Parental reported BRIEF-P was administered by trained psychologists in distraction-free assessment rooms. BRIEF-P contains 63 statements, where parents responds to how often a specific behavior has been a problem during the past 6 months by rating “Never” (1), “Sometimes” (2), or “Often” (3).²⁹ BRIEF-P has 5 subscales: Inhibit (16 items), Shift (10 items), Emotional Control (10 items), Working Memory (17 items), and Plan and Organize (10 items). These 5 subscales represent the Global Executive Composite scores (GEC) and are further divided into 3 broad indices: Inhibitory Self-Control Index (ISCI; Inhibit and Emotional Control), Flexibility Index (FI; Shift and Emotional Control), and Emergent Metacognition Index (EMI; Working Memory and Plan and Organize). Higher scores on the scales indicate more executive dysfunction. The raw scores were converted into standardized T-scores based on American norms with a mean (SD) of 50 (10). The American norms are from a representative sample that covers a range of ethnicities, socio-economic classes, and population densities.
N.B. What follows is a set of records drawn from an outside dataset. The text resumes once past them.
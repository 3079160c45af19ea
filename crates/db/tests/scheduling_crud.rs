//! Integration tests for the scheduling repositories.
//!
//! Exercises the repository layer against a real database:
//! - Transactional replace-all for time slots
//! - Availability probes and free-slot listing
//! - Schedule lifecycle with guarded status transitions
//! - Retry bookkeeping and cleanup retention
//! - Execution log append and filtered queries

use chrono::{NaiveDate, Utc};
use sqlx::PgPool;
use vendora_core::slot_time::{parse_hhmm, slot_datetime};
use vendora_db::models::execution_log::{
    CreateExecutionLog, ExecutionLogQuery, LogAction, LogStatus,
};
use vendora_db::models::schedule::{CreateSchedule, Schedule, ScheduleListQuery};
use vendora_db::models::status::{CampaignStatus, ScheduleStatus};
use vendora_db::models::time_slot::CreateTimeSlot;
use vendora_db::repositories::{CampaignRepo, ExecutionLogRepo, ScheduleRepo, TimeSlotRepo};

// ---------------------------------------------------------------------------
// Helpers
// ---------------------------------------------------------------------------

/// 2025-06-02 was a Monday (weekday 1).
const MONDAY: &str = "2025-06-02";

/// 2025-06-03 was a Tuesday (weekday 2).
const TUESDAY: &str = "2025-06-03";

fn date(value: &str) -> NaiveDate {
    value.parse().unwrap()
}

fn slot(start: &str, end: &str, weekdays: &[i16]) -> CreateTimeSlot {
    CreateTimeSlot {
        start_time: start.to_string(),
        end_time: end.to_string(),
        weekdays: weekdays.to_vec(),
        priority: 0,
        is_active: true,
    }
}

async fn seed_campaign(pool: &PgPool, name: &str, status: CampaignStatus) -> i64 {
    CampaignRepo::create(pool, name, "banner", status)
        .await
        .unwrap()
        .id
}

/// Seed one campaign with one slot; returns (campaign_id, slot_id).
async fn seed_campaign_with_slot(
    pool: &PgPool,
    name: &str,
    start: &str,
    end: &str,
    weekdays: &[i16],
) -> (i64, i64) {
    let campaign_id = seed_campaign(pool, name, CampaignStatus::Active).await;
    let slots = TimeSlotRepo::replace_for_campaign(pool, campaign_id, &[slot(start, end, weekdays)])
        .await
        .unwrap();
    (campaign_id, slots[0].id)
}

async fn seed_schedule(
    pool: &PgPool,
    campaign_id: i64,
    time_slot_id: i64,
    day: &str,
    start: &str,
) -> Schedule {
    let input = CreateSchedule {
        campaign_id,
        time_slot_id,
        scheduled_date: date(day),
    };
    let at = slot_datetime(date(day), parse_hhmm(start).unwrap());
    ScheduleRepo::create(pool, &input, at).await.unwrap()
}

fn at(day: &str, time: &str) -> chrono::DateTime<Utc> {
    slot_datetime(date(day), parse_hhmm(time).unwrap())
}

// ---------------------------------------------------------------------------
// Time-slot registry
// ---------------------------------------------------------------------------

#[sqlx::test(migrations = "../../db/migrations")]
async fn replace_for_campaign_swaps_slot_sets(pool: PgPool) {
    let campaign_id = seed_campaign(&pool, "spring-sale", CampaignStatus::Active).await;

    let first = TimeSlotRepo::replace_for_campaign(
        &pool,
        campaign_id,
        &[slot("09:00", "11:00", &[1]), slot("14:00", "16:00", &[2, 4])],
    )
    .await
    .unwrap();
    assert_eq!(first.len(), 2);

    let second =
        TimeSlotRepo::replace_for_campaign(&pool, campaign_id, &[slot("08:00", "10:00", &[5])])
            .await
            .unwrap();
    assert_eq!(second.len(), 1);

    let listed = TimeSlotRepo::list_for_campaign(&pool, campaign_id).await.unwrap();
    assert_eq!(listed.len(), 1);
    assert_eq!(listed[0].start_time, "08:00");
    assert_eq!(listed[0].weekdays, vec![5]);
}

#[sqlx::test(migrations = "../../db/migrations")]
async fn availability_reports_conflict_for_overlapping_window(pool: PgPool) {
    let (campaign_id, slot_id) =
        seed_campaign_with_slot(&pool, "spring-sale", "09:00", "11:00", &[1]).await;
    seed_schedule(&pool, campaign_id, slot_id, MONDAY, "09:00").await;

    // [09:00,11:00) vs [10:00,12:00): overlap, and the slot is claimed.
    let probe = TimeSlotRepo::check_availability(&pool, "banner", date(MONDAY), "10:00", "12:00")
        .await
        .unwrap();
    assert!(!probe.available);
    assert_eq!(probe.conflicts.len(), 1);
    assert_eq!(probe.conflicts[0].time_slot_id, slot_id);
}

#[sqlx::test(migrations = "../../db/migrations")]
async fn availability_end_exclusive_boundary_is_free(pool: PgPool) {
    let (campaign_id, slot_id) =
        seed_campaign_with_slot(&pool, "spring-sale", "09:00", "11:00", &[1]).await;
    seed_schedule(&pool, campaign_id, slot_id, MONDAY, "09:00").await;

    // [09:00,11:00) vs [11:00,12:00): touching windows do not overlap.
    let probe = TimeSlotRepo::check_availability(&pool, "banner", date(MONDAY), "11:00", "12:00")
        .await
        .unwrap();
    assert!(probe.available);
    assert!(probe.conflicts.is_empty());
}

#[sqlx::test(migrations = "../../db/migrations")]
async fn availability_free_when_slot_unclaimed(pool: PgPool) {
    seed_campaign_with_slot(&pool, "spring-sale", "09:00", "11:00", &[1]).await;

    // The slot overlaps the window but no schedule claims it on that date.
    let probe = TimeSlotRepo::check_availability(&pool, "banner", date(MONDAY), "10:00", "12:00")
        .await
        .unwrap();
    assert!(probe.available);
}
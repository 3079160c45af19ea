//! Database access layer for the Vendora scheduling engine.
//!
//! Models are `FromRow` + `Serialize` structs matching database rows;
//! repositories are zero-sized structs with async methods that accept
//! `&PgPool` as the first argument.

pub mod models;
pub mod repositories;

use sqlx::postgres::PgPoolOptions;
use sqlx::PgPool;

/// Default maximum number of pooled connections.
const MAX_CONNECTIONS: u32 = 10;

/// Create a connection pool against `database_url`.
pub async fn create_pool(database_url: &str) -> Result<PgPool, sqlx::Error> {
    PgPoolOptions::new()
        .max_connections(MAX_CONNECTIONS)
        .connect(database_url)
        .await
}

/// Apply all pending migrations from `db/migrations`.
pub async fn run_migrations(pool: &PgPool) -> Result<(), sqlx::migrate::MigrateError> {
    sqlx::migrate!("../../db/migrations").run(pool).await
}

/// Cheap connectivity probe used at startup and by health endpoints.
pub async fn health_check(pool: &PgPool) -> Result<(), sqlx::Error> {
    sqlx::query("SELECT 1").execute(pool).await?;
    Ok(())
}
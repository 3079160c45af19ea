use std::time::Duration;

/// Scheduler configuration loaded from environment variables.
///
/// All fields have defaults suitable for production; override via
/// environment variables for tests or unusual deployments.
#[derive(Debug, Clone)]
pub struct SchedulerConfig {
    /// Main sweep cadence (default: 60 s).
    pub main_sweep_interval: Duration,
    /// Retry sweep cadence (default: 300 s).
    pub retry_sweep_interval: Duration,
    /// Cleanup sweep cadence (default: 86 400 s, once a day).
    pub cleanup_sweep_interval: Duration,
    /// How long terminal schedules are retained before cleanup (default: 30).
    pub retention_days: i64,
    /// Upper bound on a single schedule's execution (default: 60 s).
    pub execution_timeout: Duration,
}

impl SchedulerConfig {
    /// Load configuration from environment variables with defaults.
    ///
    /// | Env Var                       | Default |
    /// |-------------------------------|---------|
    /// | `MAIN_SWEEP_INTERVAL_SECS`    | `60`    |
    /// | `RETRY_SWEEP_INTERVAL_SECS`   | `300`   |
    /// | `CLEANUP_SWEEP_INTERVAL_SECS` | `86400` |
    /// | `SCHEDULE_RETENTION_DAYS`     | `30`    |
    /// | `EXECUTION_TIMEOUT_SECS`      | `60`    |
    pub fn from_env() -> Self {
        Self {
            main_sweep_interval: Duration::from_secs(u64_var("MAIN_SWEEP_INTERVAL_SECS", 60)),
            retry_sweep_interval: Duration::from_secs(u64_var("RETRY_SWEEP_INTERVAL_SECS", 300)),
            cleanup_sweep_interval: Duration::from_secs(u64_var(
                "CLEANUP_SWEEP_INTERVAL_SECS",
                86_400,
            )),
            retention_days: u64_var("SCHEDULE_RETENTION_DAYS", 30) as i64,
            execution_timeout: Duration::from_secs(u64_var("EXECUTION_TIMEOUT_SECS", 60)),
        }
    }
}

impl Default for SchedulerConfig {
    fn default() -> Self {
        Self {
            main_sweep_interval: Duration::from_secs(60),
            retry_sweep_interval: Duration::from_secs(300),
            cleanup_sweep_interval: Duration::from_secs(86_400),
            retention_days: 30,
            execution_timeout: Duration::from_secs(60),
        }
    }
}

/// Read a u64 env var, falling back to `default` when unset.
fn u64_var(name: &str, default: u64) -> u64 {
    match std::env::var(name) {
        Ok(value) => value
            .parse()
            .unwrap_or_else(|_| panic!("{name} must be a valid u64")),
        Err(_) => default,
    }
}
//! Campaign entity model.
//!
//! Campaigns are owned by the wider marketplace backend; the scheduling
//! engine reads them (serving status, type) and only touches the impression
//! counter through the default campaign runner.

use serde::Serialize;
use sqlx::FromRow;
use vendora_core::types::{DbId, Timestamp};

use super::status::StatusId;

/// A row from the `campaigns` table.
#[derive(Debug, Clone, FromRow, Serialize)]
pub struct Campaign {
    pub id: DbId,
    pub name: String,
    pub campaign_type: String,
    pub status_id: StatusId,
    pub impressions: i64,
    pub created_at: Timestamp,
    pub updated_at: Timestamp,
}
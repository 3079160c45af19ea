//! The execution engine (PRD-21): drives one schedule occurrence through
//! Running to Completed or Failed.
//!
//! Fire-and-forget per schedule: [`ExecutionEngine::run`] returns nothing
//! and never propagates an error. A failing schedule is captured in the
//! store and the log, so one bad occurrence cannot abort a sweep.

use std::sync::Arc;
use std::time::Duration;

use chrono::Utc;
use sqlx::PgPool;
use vendora_core::retry::{self, RetryDecision};
use vendora_core::scheduling::state_machine;
use vendora_db::models::schedule::Schedule;
use vendora_db::models::status::ScheduleStatus;
use vendora_db::repositories::{CampaignRepo, ScheduleRepo, TimeSlotRepo};

use crate::audit;
use crate::runner::{CampaignRunner, RunMetrics};

pub struct ExecutionEngine {
    pool: PgPool,
    runner: Arc<dyn CampaignRunner>,
    execution_timeout: Duration,
}

impl ExecutionEngine {
    pub fn new(pool: PgPool, runner: Arc<dyn CampaignRunner>, execution_timeout: Duration) -> Self {
        Self {
            pool,
            runner,
            execution_timeout,
        }
    }

    /// Execute one schedule: transition to Running, invoke the campaign
    /// side effect, and persist the outcome.
    ///
    /// `schedule` is the row as the sweep selected it; the Running
    /// transition re-checks the status in its WHERE clause, so a row that
    /// changed in between is skipped, not clobbered.
    pub async fn run(&self, schedule: &Schedule) {
        let running_id = ScheduleStatus::Running.id();
        if let Err(reason) = state_machine::validate_transition(schedule.status_id, running_id) {
            tracing::warn!(
                schedule_id = schedule.id,
                reason = %reason,
                "Refusing to execute schedule",
            );
            return;
        }

        let expected = if schedule.status_id == ScheduleStatus::Failed.id() {
            ScheduleStatus::Failed
        } else {
            ScheduleStatus::Scheduled
        };

        let running =
            match ScheduleRepo::mark_running(&self.pool, schedule.id, expected, Utc::now()).await
            {
                Ok(Some(row)) => row,
                Ok(None) => {
                    tracing::warn!(
                        schedule_id = schedule.id,
                        "Schedule changed underneath the sweep; skipping",
                    );
                    return;
                }
                Err(e) => {
                    tracing::error!(
                        schedule_id = schedule.id,
                        error = %e,
                        "Failed to transition schedule to Running",
                    );
                    return;
                }
            };

        tracing::info!(
            schedule_id = running.id,
            campaign_id = running.campaign_id,
            retry_count = running.retry_count,
            "Schedule execution started",
        );
        audit::log_best_effort(&self.pool, audit::start_entry(&running)).await;

        match self.invoke_runner(&running).await {
            Ok(metrics) => self.complete(&running, metrics).await,
            Err(message) => self.fail(&running, &message).await,
        }
    }

    /// Resolve the campaign and slot, then run the side effect under the
    /// execution timeout. Every failure collapses to a message string for
    /// the retry policy.
    async fn invoke_runner(&self, schedule: &Schedule) -> Result<RunMetrics, String> {
        let campaign = match CampaignRepo::find_by_id(&self.pool, schedule.campaign_id).await {
            Ok(Some(campaign)) => campaign,
            Ok(None) => {
                return Err(format!("campaign {} no longer exists", schedule.campaign_id));
            }
            Err(e) => return Err(format!("campaign lookup failed: {e}")),
        };

        let slot = match TimeSlotRepo::find_by_id(&self.pool, schedule.time_slot_id).await {
            Ok(Some(slot)) => slot,
            Ok(None) => {
                return Err(format!("time slot {} no longer exists", schedule.time_slot_id));
            }
            Err(e) => return Err(format!("time slot lookup failed: {e}")),
        };

        match tokio::time::timeout(
            self.execution_timeout,
            self.runner.execute(&campaign, &slot),
        )
        .await
        {
            Ok(Ok(metrics)) => Ok(metrics),
            Ok(Err(e)) => Err(e.to_string()),
            Err(_) => Err(format!(
                "execution timed out after {}s",
                self.execution_timeout.as_secs()
            )),
        }
    }

    async fn complete(&self, schedule: &Schedule, metrics: RunMetrics) {
        match ScheduleRepo::mark_completed(&self.pool, schedule.id, Utc::now()).await {
            Ok(Some(row)) => {
                tracing::info!(
                    schedule_id = row.id,
                    campaign_id = row.campaign_id,
                    impressions = metrics.impressions_delta,
                    "Schedule completed",
                );
                audit::log_best_effort(&self.pool, audit::stop_entry(&row, &metrics)).await;
            }
            Ok(None) => {
                tracing::warn!(
                    schedule_id = schedule.id,
                    "Completion lost a status race; row left as-is",
                );
            }
            Err(e) => {
                tracing::error!(
                    schedule_id = schedule.id,
                    error = %e,
                    "Failed to persist completion",
                );
            }
        }
    }

    /// Route a failed run through the retry policy and persist the result.
    async fn fail(&self, schedule: &Schedule, message: &str) {
        let decision = retry::decide(schedule.retry_count, schedule.max_retries, message);

        let persisted = match &decision {
            RetryDecision::Retry {
                new_count,
                delay,
                reason,
            } => {
                ScheduleRepo::mark_failed_retryable(
                    &self.pool,
                    schedule.id,
                    *new_count,
                    Utc::now() + *delay,
                    reason,
                )
                .await
            }
            RetryDecision::Exhausted { reason } => {
                ScheduleRepo::mark_failed_terminal(&self.pool, schedule.id, reason).await
            }
        };

        match persisted {
            Ok(Some(row)) => {
                tracing::warn!(
                    schedule_id = row.id,
                    campaign_id = row.campaign_id,
                    retry_count = row.retry_count,
                    terminal = row.next_retry_at.is_none(),
                    error = message,
                    "Schedule execution failed",
                );
                audit::log_best_effort(&self.pool, audit::error_entry(&row, message)).await;
            }
            Ok(None) => {
                tracing::warn!(
                    schedule_id = schedule.id,
                    "Failure transition lost a status race; row left as-is",
                );
            }
            Err(e) => {
                tracing::error!(
                    schedule_id = schedule.id,
                    error = %e,
                    "Failed to persist execution failure",
                );
            }
        }
    }
}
The normative sample has 2 age groups: 2 to 3 years and 4 to 5 years and the norms are gender specific.⁴¹

Translation and Cultural Adaption

The English version of the BRIEF-P was translated into Nepali language by a psychologist and medical doctors and then back translated by a qualified person not involved in the study and fluent in both Nepali and English language, following standard guidelines for translation processes. Discrepancies were discussed and adjusted. For some words, we chose the nearest similar words in Nepali due to the lack of exact vocabulary in the Nepali language. For example, for the item “Is impulsive” we could not find an exact Nepali translation that gave an acceptable back translation. We therefore translated to a similar word in Nepali in accordance with the developers (Psychological Assessment Resources (PAR)) who also approved the final translated version.

Statistical Analysis

We present descriptive statistics as numbers, percentages, means, and standard deviations (SD). Raw and composite scores for each subscale and index scores are presented by means (SD) along with confidence intervals (CI) for boys and girls separately. To compare the raw and composite subscale and index scores of the study sample with the American norms, we used student t-tests. Internal consistency of the test was measured by Cronbach’s alpha for all subscales and through inter-correlations of the subscale raw scores by Pearson’s correlation coefficients. Alpha values <.6, .6 to .8, and >.8 were set as questionable, acceptable, and good, and the value of effect size was evaluated as very small (0.01), Small (0.20), medium (0.50), Large (0.80), very large (1.20), and huge (2.0).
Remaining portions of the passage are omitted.